» Problem details:
The complete set of records below must be repeated precisely as given.

Source records:
Segment Open

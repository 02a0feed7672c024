// SPDX-License-Identifier: MIT
// SPDX-FileCopyrightText: 2025 Jonathan D. A. Jewell <hyperpolymath>

//! Extension based type classification

use std::collections::HashMap;
use std::path::Path;

use crate::config::ClassifyConfig;
use crate::extractors::ExtractorKind;

/// Bucket for files whose extension is missing or not in the table
pub const CATCH_ALL_BUCKET: &str = "otherfiles";

const DEFAULT_EXTENSIONS: &[(&str, &str)] = &[
    // Images
    ("png", "pngfiles"),
    ("jpg", "jpgfiles"),
    ("jpeg", "jpgfiles"),
    ("gif", "giffiles"),
    ("bmp", "bmpfiles"),
    ("tiff", "tifffiles"),
    ("webp", "webpfiles"),
    // Videos
    ("mp4", "mp4files"),
    ("avi", "avifiles"),
    ("mov", "movfiles"),
    ("wmv", "wmvfiles"),
    ("flv", "flvfiles"),
    ("webm", "webmfiles"),
    ("mkv", "mkvfiles"),
    // Documents
    ("pdf", "pdffiles"),
    ("doc", "docfiles"),
    ("docx", "docxfiles"),
    ("odt", "odtfiles"),
    ("txt", "txtfiles"),
    ("md", "mdfiles"),
    ("log", "logfiles"),
    ("rtf", "rtffiles"),
    // Spreadsheets
    ("csv", "csvfiles"),
    ("tsv", "tsvfiles"),
    ("xls", "xlsfiles"),
    ("xlsx", "xlsxfiles"),
    ("ods", "odsfiles"),
    // Presentations
    ("ppt", "pptfiles"),
    ("pptx", "pptxfiles"),
    // Archives
    ("zip", "zipfiles"),
    ("rar", "rarfiles"),
    ("7z", "7zfiles"),
    ("tar", "tarfiles"),
    ("gz", "gzfiles"),
    // Audio
    ("mp3", "mp3files"),
    ("wav", "wavfiles"),
    ("flac", "flacfiles"),
    ("aac", "aacfiles"),
    // Code
    ("py", "pyfiles"),
    ("js", "jsfiles"),
    ("html", "htmlfiles"),
    ("css", "cssfiles"),
    ("java", "javafiles"),
    ("cpp", "cppfiles"),
    ("c", "cfiles"),
    // Data
    ("json", "jsonfiles"),
    ("xml", "xmlfiles"),
    ("sql", "sqlfiles"),
];

/// Maps filenames to output buckets by extension
#[derive(Debug, Clone)]
pub struct TypeClassifier {
    table: HashMap<String, String>,
    extractors: HashMap<String, ExtractorKind>,
}

impl TypeClassifier {
    pub fn new(config: &ClassifyConfig) -> Self {
        let mut table: HashMap<String, String> = DEFAULT_EXTENSIONS
            .iter()
            .map(|(ext, bucket)| (ext.to_string(), bucket.to_string()))
            .collect();

        for (ext, bucket) in &config.extensions {
            table.insert(normalize_extension(ext), bucket.clone());
        }

        Self {
            table,
            extractors: config.extractors.clone().into_iter().collect(),
        }
    }

    /// Bucket for a filename; unknown or missing extensions land in the catch-all
    pub fn bucket_for(&self, filename: &str) -> &str {
        extension_of(filename)
            .and_then(|ext| self.table.get(&ext))
            .map(String::as_str)
            .unwrap_or(CATCH_ALL_BUCKET)
    }

    /// Extractor registered for a bucket, if its files carry text
    pub fn extractor_for(&self, bucket: &str) -> Option<ExtractorKind> {
        self.extractors.get(bucket).copied()
    }
}

impl Default for TypeClassifier {
    fn default() -> Self {
        Self::new(&ClassifyConfig::default())
    }
}

/// Lowercase extension without the dot
pub fn extension_of(filename: &str) -> Option<String> {
    Path::new(filename)
        .extension()
        .and_then(|e| e.to_str())
        .filter(|e| !e.is_empty())
        .map(|e| e.to_lowercase())
}

/// Type tag stored on file records: `.png`, or empty without an extension
pub fn type_tag(filename: &str) -> String {
    extension_of(filename)
        .map(|ext| format!(".{}", ext))
        .unwrap_or_default()
}

fn normalize_extension(ext: &str) -> String {
    ext.trim().trim_start_matches('.').to_lowercase()
}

Segment Closed

» Solution for this problem:
repository 02a0feed7672c024
// SPDX-License-Identifier: MIT
// SPDX-FileCopyrightText: 2025 Jonathan D. A. Jewell <hyperpolymath>

//! Extension based type classification

use std::collections::HashMap;
use std::path::Path;

use crate::config::ClassifyConfig;
use crate::extractors::ExtractorKind;

/// Bucket for files whose extension is missing or not in the table
pub const CATCH_ALL_BUCKET: &str = "otherfiles";

const DEFAULT_EXTENSIONS: &[(&str, &str)] = &[
    // Images
    ("png", "pngfiles"),
    ("jpg", "jpgfiles"),
    ("jpeg", "jpgfiles"),
    ("gif", "giffiles"),
    ("bmp", "bmpfiles"),
    ("tiff", "tifffiles"),
    ("webp", "webpfiles"),
    // Videos
    ("mp4", "mp4files"),
    ("avi", "avifiles"),
    ("mov", "movfiles"),
    ("wmv", "wmvfiles"),
    ("flv", "flvfiles"),
    ("webm", "webmfiles"),
    ("mkv", "mkvfiles"),
    // Documents
    ("pdf", "pdffiles"),
    ("doc", "docfiles"),
    ("docx", "docxfiles"),
    ("odt", "odtfiles"),
    ("txt", "txtfiles"),
    ("md", "mdfiles"),
    ("log", "logfiles"),
    ("rtf", "rtffiles"),
    // Spreadsheets
    ("csv", "csvfiles"),
    ("tsv", "tsvfiles"),
    ("xls", "xlsfiles"),
    ("xlsx", "xlsxfiles"),
    ("ods", "odsfiles"),
    // Presentations
    ("ppt", "pptfiles"),
    ("pptx", "pptxfiles"),
    // Archives
    ("zip", "zipfiles"),
    ("rar", "rarfiles"),
    ("7z", "7zfiles"),
    ("tar", "tarfiles"),
    ("gz", "gzfiles"),
    // Audio
    ("mp3", "mp3files"),
    ("wav", "wavfiles"),
    ("flac", "flacfiles"),
    ("aac", "aacfiles"),
    // Code
    ("py", "pyfiles"),
    ("js", "jsfiles"),
    ("html", "htmlfiles"),
    ("css", "cssfiles"),
    ("java", "javafiles"),
    ("cpp", "cppfiles"),
    ("c", "cfiles"),
    // Data
    ("json", "jsonfiles"),
    ("xml", "xmlfiles"),
    ("sql", "sqlfiles"),
];

/// Maps filenames to output buckets by extension
#[derive(Debug, Clone)]
pub struct TypeClassifier {
    table: HashMap<String, String>,
    extractors: HashMap<String, ExtractorKind>,
}

impl TypeClassifier {
    pub fn new(config: &ClassifyConfig) -> Self {
        let mut table: HashMap<String, String> = DEFAULT_EXTENSIONS
            .iter()
            .map(|(ext, bucket)| (ext.to_string(), bucket.to_string()))
            .collect();

        for (ext, bucket) in &config.extensions {
            table.insert(normalize_extension(ext), bucket.clone());
        }

        Self {
            table,
            extractors: config.extractors.clone().into_iter().collect(),
        }
    }

    /// Bucket for a filename; unknown or missing extensions land in the catch-all
    pub fn bucket_for(&self, filename: &str) -> &str {
        extension_of(filename)
            .and_then(|ext| self.table.get(&ext))
            .map(String::as_str)
            .unwrap_or(CATCH_ALL_BUCKET)
    }

    /// Extractor registered for a bucket, if its files carry text
    pub fn extractor_for(&self, bucket: &str) -> Option<ExtractorKind> {
        self.extractors.get(bucket).copied()
    }
}

impl Default for TypeClassifier {
    fn default() -> Self {
        Self::new(&ClassifyConfig::default())
    }
}

/// Lowercase extension without the dot
pub fn extension_of(filename: &str) -> Option<String> {
    Path::new(filename)
        .extension()
        .and_then(|e| e.to_str())
        .filter(|e| !e.is_empty())
        .map(|e| e.to_lowercase())
}

/// Type tag stored on file records: `.png`, or empty without an extension
pub fn type_tag(filename: &str) -> String {
    extension_of(filename)
        .map(|ext| format!(".{}", ext))
        .unwrap_or_default()
}

fn normalize_extension(ext: &str) -> String {
    ext.trim().trim_start_matches('.').to_lowercase()
}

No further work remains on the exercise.